And if i set rows=50 again the numFound count changes:

http://localhost:11080/twitter/data/select?&q=*:*&rows=50&shards=localhost:11080/twitter/data,localhost:12080/twitter/data,localhost:13080/twitter/data&wt=json

*Numfound* = 47129


What's happening here? Anybody knows? It's a distributed search bug or
something?

Thank you very much in advance!


Best regards,

-- 
- Luis Cappa

Re: Distributed query: strange behavior.

Posted by Luis Cappa Banda <lu...@gmail.com>.

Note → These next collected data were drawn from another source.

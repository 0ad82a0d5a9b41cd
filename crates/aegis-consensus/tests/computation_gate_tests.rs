mod common;

use aegis_consensus::{solve_challenge, ComputationParams, ConsensusConfig, ConsensusError};
use common::{test_config, Cluster};
use std::time::Duration;

fn cheap_work_config() -> ConsensusConfig {
    ConsensusConfig {
        computation: ComputationParams {
            base_difficulty: 4,
            max_difficulty: 8,
            solution_reward: 2.0,
            ..ComputationParams::default()
        },
        ..test_config()
    }
}

#[tokio::test]
async fn test_solved_challenge_makes_leader_eligible() {
    let cluster = Cluster::new(4, cheap_work_config());
    for engine in &cluster.engines {
        for id in &cluster.ids[1..] {
            engine.computation_gate().seed_score(id, 5.0);
        }
    }
    cluster.start();

    assert_eq!(
        cluster.engines[0].submit_proposal(b"P".to_vec()),
        Err(ConsensusError::LeaderNotEligible {
            leader: "node-0".to_string()
        })
    );

    let challenge = cluster.engines[0].computation_gate().issue_challenge();
    // n = 4 adds floor(log2 4) = 2 bits to the base difficulty.
    assert_eq!(challenge.difficulty, 6);
    let nonce = solve_challenge(&challenge, "node-0");

    for engine in &cluster.engines {
        assert!(engine.submit_solution("node-0", &challenge.id, nonce));
        assert!(!engine.submit_solution("node-0", &challenge.id, nonce));
        assert!(engine.computation_gate().is_eligible_leader("node-0"));
    }

    cluster.engines[0].submit_proposal(b"P".to_vec()).unwrap();
    assert!(
        cluster
            .wait_until(Duration::from_secs(2), |c| (0..4).all(|n| c.has_committed(n, b"P")))
            .await
    );

    let score = cluster.engines[1].get_status().score_of("node-0").unwrap();
    assert!(score > 1.9 && score <= 2.0, "unexpected score {}", score);
    cluster.stop().await;
}

#[tokio::test]
async fn test_published_solution_is_credited_by_every_replica() {
    let cluster = Cluster::new(4, cheap_work_config());
    for engine in &cluster.engines {
        for id in &cluster.ids[1..] {
            engine.computation_gate().seed_score(id, 5.0);
        }
    }
    cluster.start();

    let challenge = cluster.engines[0].computation_gate().issue_challenge();
    let nonce = solve_challenge(&challenge, "node-0");
    assert_eq!(cluster.engines[0].publish_solution(&challenge.id, nonce), Ok(true));

    let credited = cluster
        .wait_until(Duration::from_secs(2), |c| {
            c.engines
                .iter()
                .all(|e| e.computation_gate().is_eligible_leader("node-0"))
        })
        .await;
    assert!(credited);

    // Replaying the SOLUTION frame earns nothing more.
    let before = cluster.engines[2].computation_gate().score_of("node-0");
    assert_eq!(cluster.engines[0].publish_solution(&challenge.id, nonce), Ok(false));
    assert!(cluster.engines[2].computation_gate().score_of("node-0") <= before);

    cluster.engines[0].submit_proposal(b"P".to_vec()).unwrap();
    assert!(
        cluster
            .wait_until(Duration::from_secs(2), |c| (0..4).all(|n| c.has_committed(n, b"P")))
            .await
    );
    cluster.stop().await;
}

#[tokio::test]
async fn test_bad_solutions_leave_scores_unchanged() {
    let cluster = Cluster::new(4, cheap_work_config());
    let gate = cluster.engines[1].computation_gate();
    let challenge = gate.issue_challenge();

    let wrong = (0..u64::MAX)
        .find(|nonce| !challenge.is_solved_by("node-2", *nonce))
        .unwrap();
    assert!(!gate.verify_solution("node-2", &challenge.id, wrong));
    assert!(!gate.verify_solution("node-2", "poc:not-a-round:6", 0));

    // Work is bound to the solver's id.
    let nonce = solve_challenge(&challenge, "node-3");
    if !challenge.is_solved_by("node-2", nonce) {
        assert!(!gate.verify_solution("node-2", &challenge.id, nonce));
    }
    assert_eq!(gate.score_of("node-2"), 0.0);
}

#[tokio::test]
async fn test_challenges_are_published_while_running() {
    let cluster = Cluster::new(1, cheap_work_config());
    let mut challenges = cluster.engines[0].subscribe_challenges();
    cluster.start();

    let challenge = tokio::time::timeout(Duration::from_secs(2), challenges.recv())
        .await
        .unwrap()
        .unwrap();
    assert!(challenge.id.starts_with("poc:"));
    assert!(challenge.expires_at > challenge.issued_at);
    // A single node needs no extra bits.
    assert_eq!(challenge.difficulty, 4);
    cluster.stop().await;
}
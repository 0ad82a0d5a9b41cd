// STATE MACHINE OUTPUTS
// Side effects requested by the PBFT core and the view manager. Both are
// synchronous; the engine actor performs the actions in order.

use crate::message::{Reproposal, SignedMessage};
use crate::types::{Decision, NodeId};

/// A view the node moves into, with the slots the new leader re-proposed.
#[derive(Debug, Clone, PartialEq, Eq)]
pub struct InstalledView {
    pub view: u64,
    pub leader: NodeId,
    pub reproposals: Vec<Reproposal>,

    /// First sequence the new leader assigns
    pub next_sequence: u64,

    /// Highest proven stable checkpoint in the view-change quorum
    pub stable_checkpoint: u64,
    pub checkpoint_proof: Vec<SignedMessage>,
}

#[derive(Debug, Clone, PartialEq)]
pub enum Action {
    Broadcast(SignedMessage),

    /// Start the phase timer for a slot that accepted a pre-prepare
    ArmSlotTimer { view: u64, sequence: u64 },

    /// Start the timer for NEW_VIEW of the candidate view
    ArmViewChangeTimer { view: u64 },

    /// Deliver a committed decision; emitted in sequence order exactly once
    Execute(Decision),

    /// The leader of `view` missed a deadline for `sequence`
    SuspectLeader { view: u64, sequence: u64 },

    /// Stop normal-case processing until the next view is installed
    SuspendProcessing,

    InstallView(InstalledView),

    RequestStateTransfer { from: u64, to: u64 },

    /// More than f nodes misbehaved; surfaced to the operator
    ConsistencyViolation(String),
}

Uhm... that sounds reasonable. My data model may allow duplicate keys, but
it's quite difficult. My key is a hash formed by an URL during a crawling
process, and it's posible to re-crawl an existing URL. I think that I need
to find a new way to compose an unique key to avoid this kind of bad
behavior. However, that would be very useful if can Solr alert about
duplicate keys or something. Maybe an extra parameter included as a field
in the response plus numFound, docs, facets, etc. would be nice. Thank you
very much!

Best regards,

- Luis Cappa


2013/5/23 Shawn Heisey <so...@elyograg.org>

> On 5/23/2013 1:51 AM, Luis Cappa Banda wrote:
> > I've query each Solr shard server one by one and the total number of
> > documents is correct. However, when I change rows parameter from 10 to
> 100
> > the total numFound of documents change:
>
> I've seen this problem on the list before and the cause has been
> determined each time to be caused by documents with the same uniqueKey
> value appearing in more than one shard.
>
> What I think happens here:
>
> With rows=10, you get the top ten docs from each of the three shards,
> and each shard sends its numFound for that query to the core that's
> coordinating the search.  The coordinator adds up numFound, looks
> through those thirty docs, and arranges them according to the requested
> sort order, returning only the top 10.  In this case, there happen to be
> no duplicates.
>
> With rows=100, you get a total of 300 docs.  This time, duplicates are
> found and removed by the coordinator.  I think that the coordinator
> adjusts the total numFound by the number of duplicate documents it
> removed, in an attempt to be more accurate.
>
> I don't know if adjusting numFound when duplicates are found in a
> sharded query is the right thing to do, I'll leave that for smarter
> people.  Perhaps Solr should return a message with the results saying
> that duplicates were found, and if a config option is not enabled, the
> server should throw an exception and return a 4xx HTTP error code.  One
> idea for a config parameter name would be allowShardDuplicates, but
> something better can probably be found.
>
> Thanks,
> Shawn
>
>


-- 
- Luis Cappa

Re: Distributed query: strange behavior.

Posted by Shalin Shekhar Mangar <sh...@gmail.com>.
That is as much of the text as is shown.